Ghislaine Garrel, Anne LozachDagger , Lydia K. Bachir§, Jean-Noël Laverrière, and Raymond Counis

From the Signalisation cellulaire, Régulation de gènes et Physiologie de l'Axe gonadotrope, UMR CNRS 7079, Physiologie et Physiopathologie, Université Pierre et Marie Curie, 75252 Paris Cedex 05, France

Nitric-oxide synthase type I (NOS I) is expressed primarily in gonadotrophs and in folliculo-stellate cells of the anterior pituitary. In gonadotrophs, the expression and the activity of NOS I are stimulated by gonadotropin-releasing hormone (GnRH) under both experimental and physiological conditions. In the present study, we show that pituitary adenylate cyclase-activating polypeptide (PACAP) is twice as potent as GnRH at increasing NOS I levels in cultured rat anterior pituitary cells. The action of PACAP is detectable after 4-6 h and maximal at 24 h, this effect is mimicked by 8-bromo-cAMP and cholera toxin and suppressed by H89 suggesting a mediation through the cAMP pathway. Surprisingly, NADPH diaphorase staining revealed that these changes occurred in gonadotrophs exclusively although PACAP and cAMP, in contrast to GnRH, have the potential to target several types of pituitary cells including folliculo-stellate cells. There was no measurable alteration in NOS I mRNA levels after cAMP or PACAP induction. PACAP also stimulated cGMP synthesis, which was maximal within 15 min and independent of cAMP, however, only part resulted from NOS I/soluble guanylate cyclase activation implying that in contrast to GnRH, PACAP has a dual mechanism in cGMP production. Interestingly, induction of NOS I by PACAP markedly enhanced the capacity of gonadotrophs to produce cGMP in response to GnRH. The fact that PACAP may act on gonadotrophs to alter NOS I levels, generate cGMP, and potentiate the cGMP response to GnRH, suggests that cGMP could play important cellular functions.

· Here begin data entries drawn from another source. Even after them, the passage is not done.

// SPDX-License-Identifier: MIT
// © 2025–2026 Christopher Liu

//! Target configuration.
//!
//! Everything the geometry engine needs to know about the physical target: where the sensors
//! sit, how fast sound travels today, how fast the capture timer ticks, and how the paper face is
//! aligned to the sensor frame. Build one with [`TargetConfig::default`] and the `with_*`
//! helpers:
//!
//! ```
//! use freetarget::config::{SensorOffset, TargetConfig};
//! use freetarget::geometry::Sensor;
//!
//! let config = TargetConfig::default()
//!     .with_sensor_diameter_mm(300.0)
//!     .with_temperature_c(12.5)
//!     .with_sensor_offset(Sensor::East, SensorOffset::new(0.5, -0.25));
//! assert!(config.counts_per_mm() > 20.0);
//! ```

use crate::geometry::{Point, Sensor, SENSOR_COUNT};
use crate::shot::score::{TargetFace, NRA_B38};
use crate::solver::SolverLimits;

/// Nominal diameter of the circle the four sensors sit on.
pub const DEFAULT_SENSOR_DIAMETER_MM: f64 = 230.0;
/// Capture timer tick rate.
pub const DEFAULT_CLOCK_MHZ: f64 = 8.0;
pub const DEFAULT_TEMPERATURE_C: f64 = 20.0;
/// .177 pellet
pub const DEFAULT_CALIBER_MM: f64 = 4.5;

/// Speed of sound in dry air at 0 °C, m/s.
const SPEED_OF_SOUND_0C: f64 = 331.3;
const KELVIN_OFFSET: f64 = 273.15;

/// Mounting error of one sensor relative to its nominal spot on the sensor circle.
///
/// Positive `x_mm` / `y_mm` push the sensor outward along its own axis for the radial
/// component (North `y`, East `x`, South `y`, West `x`) and along the face axes otherwise.
#[derive(Copy, Clone, Debug, Default, PartialEq)]
pub struct SensorOffset {
    pub x_mm: f64,
    pub y_mm: f64,
}

impl SensorOffset {
    pub const fn new(x_mm: f64, y_mm: f64) -> Self {
        Self { x_mm, y_mm }
    }
}

/// Paper-to-sensor alignment entered during calibration.
///
/// Applied to every hit after it has been converted to millimetres: rotate about the face
/// centre by `angle_deg` (counter-clockwise), then shift by the offsets.
#[derive(Copy, Clone, Debug, Default, PartialEq)]
pub struct FaceAlignment {
    pub x_offset_mm: f64,
    pub y_offset_mm: f64,
    pub angle_deg: f64,
}

impl FaceAlignment {
    pub fn apply(&self, p: Point) -> Point {
        let p = if self.angle_deg == 0.0 {
            p
        } else {
            p.rotated(self.angle_deg.to_radians())
        };
        Point::new(p.x + self.x_offset_mm, p.y + self.y_offset_mm)
    }
}

/// Complete description of one target.
#[derive(Clone, Debug, PartialEq)]
pub struct TargetConfig {
    pub sensor_diameter_mm: f64,
    /// Indexed by [`Sensor::index`].
    pub sensor_offsets: [SensorOffset; SENSOR_COUNT],
    pub temperature_c: f64,
    pub clock_mhz: f64,
    /// Height of the sensor plane above the paper.
    pub z_offset_mm: f64,
    pub caliber_mm: f64,
    pub alignment: FaceAlignment,
    pub face: TargetFace,
    /// Bounds for the flat multilateration solve.
    pub planar_limits: SolverLimits,
    /// Bounds for the slant-range refinement.
    pub slant_limits: SolverLimits,
}

impl Default for TargetConfig {
    fn default() -> Self {
        Self {
            sensor_diameter_mm: DEFAULT_SENSOR_DIAMETER_MM,
            sensor_offsets: [SensorOffset::default(); SENSOR_COUNT],
            temperature_c: DEFAULT_TEMPERATURE_C,
            clock_mhz: DEFAULT_CLOCK_MHZ,
            z_offset_mm: 0.0,
            caliber_mm: DEFAULT_CALIBER_MM,
            alignment: FaceAlignment::default(),
            face: NRA_B38,
            planar_limits: SolverLimits::default(),
            slant_limits: SolverLimits::default(),
        }
    }
}

impl TargetConfig {
    pub fn with_sensor_diameter_mm(mut self, mm: f64) -> Self {
        self.sensor_diameter_mm = mm;
        self
    }

    pub fn with_sensor_offset(mut self, sensor: Sensor, offset: SensorOffset) -> Self {
        self.sensor_offsets[sensor.index()] = offset;
        self
    }

    pub fn with_temperature_c(mut self, celsius: f64) -> Self {
        self.temperature_c = celsius;
        self
    }

    pub fn with_clock_mhz(mut self, mhz: f64) -> Self {
        self.clock_mhz = mhz;
        self
    }

    pub fn with_z_offset_mm(mut self, mm: f64) -> Self {
        self.z_offset_mm = mm;
        self
    }

    pub fn with_caliber_mm(mut self, mm: f64) -> Self {
        self.caliber_mm = mm;
        self
    }

    pub fn with_alignment(mut self, alignment: FaceAlignment) -> Self {
        self.alignment = alignment;
        self
    }

    pub fn with_face(mut self, face: TargetFace) -> Self {
        self.face = face;
        self
    }

    /// Set the iteration bounds for both the flat solve and the slant refinement.
    pub fn with_limits(mut self, planar: SolverLimits, slant: SolverLimits) -> Self {
        self.planar_limits = planar;
        self.slant_limits = slant;
        self
    }

    /// Speed of sound at the configured temperature, in mm/µs.
    pub fn speed_of_sound_mm_per_us(&self) -> f64 {
        let m_per_s = SPEED_OF_SOUND_0C * libm::sqrt(1.0 + self.temperature_c / KELVIN_OFFSET);
        m_per_s / 1000.0
    }

    /// Timer counts elapsed while sound travels one millimetre.
    pub fn counts_per_mm(&self) -> f64 {
        self.clock_mhz / self.speed_of_sound_mm_per_us()
    }

    /// Sensor-plane height expressed in timer counts.
    pub fn z_offset_counts(&self) -> f64 {
        self.z_offset_mm * self.counts_per_mm()
    }
}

* This work was supported in part by grants from the CNRS and the Université Pierre et Marie Curie.The costs of publication of this article were defrayed in part by the payment of page charges. The article must therefore be hereby marked "advertisement" in accordance with 18 U.S.C. Section 1734 solely to indicate this fact.

Dagger Recipient of funds from the Chancellerie des Universités de Paris, the Association pour la Recherche sur le Cancer, and the Fondation pour la Recherche Médicale.

§ Recipient of funds from the Ministère de l'Education Nationale, de la Recherche et de la Technologie, and the Association pour la Recherche sur le Cancer.

To whom correspondence should be addressed: UMR-CNRS, 7079 Physiologie et Physiopathologie, Université P. & M. Curie, Case 256, 75252 Paris Cedex 05, France. Tel.: 33-1-44-27-26-48; Fax: 33-1-44-27-26-50; E-mail: Raymond.Counis@snv.jussieu.fr.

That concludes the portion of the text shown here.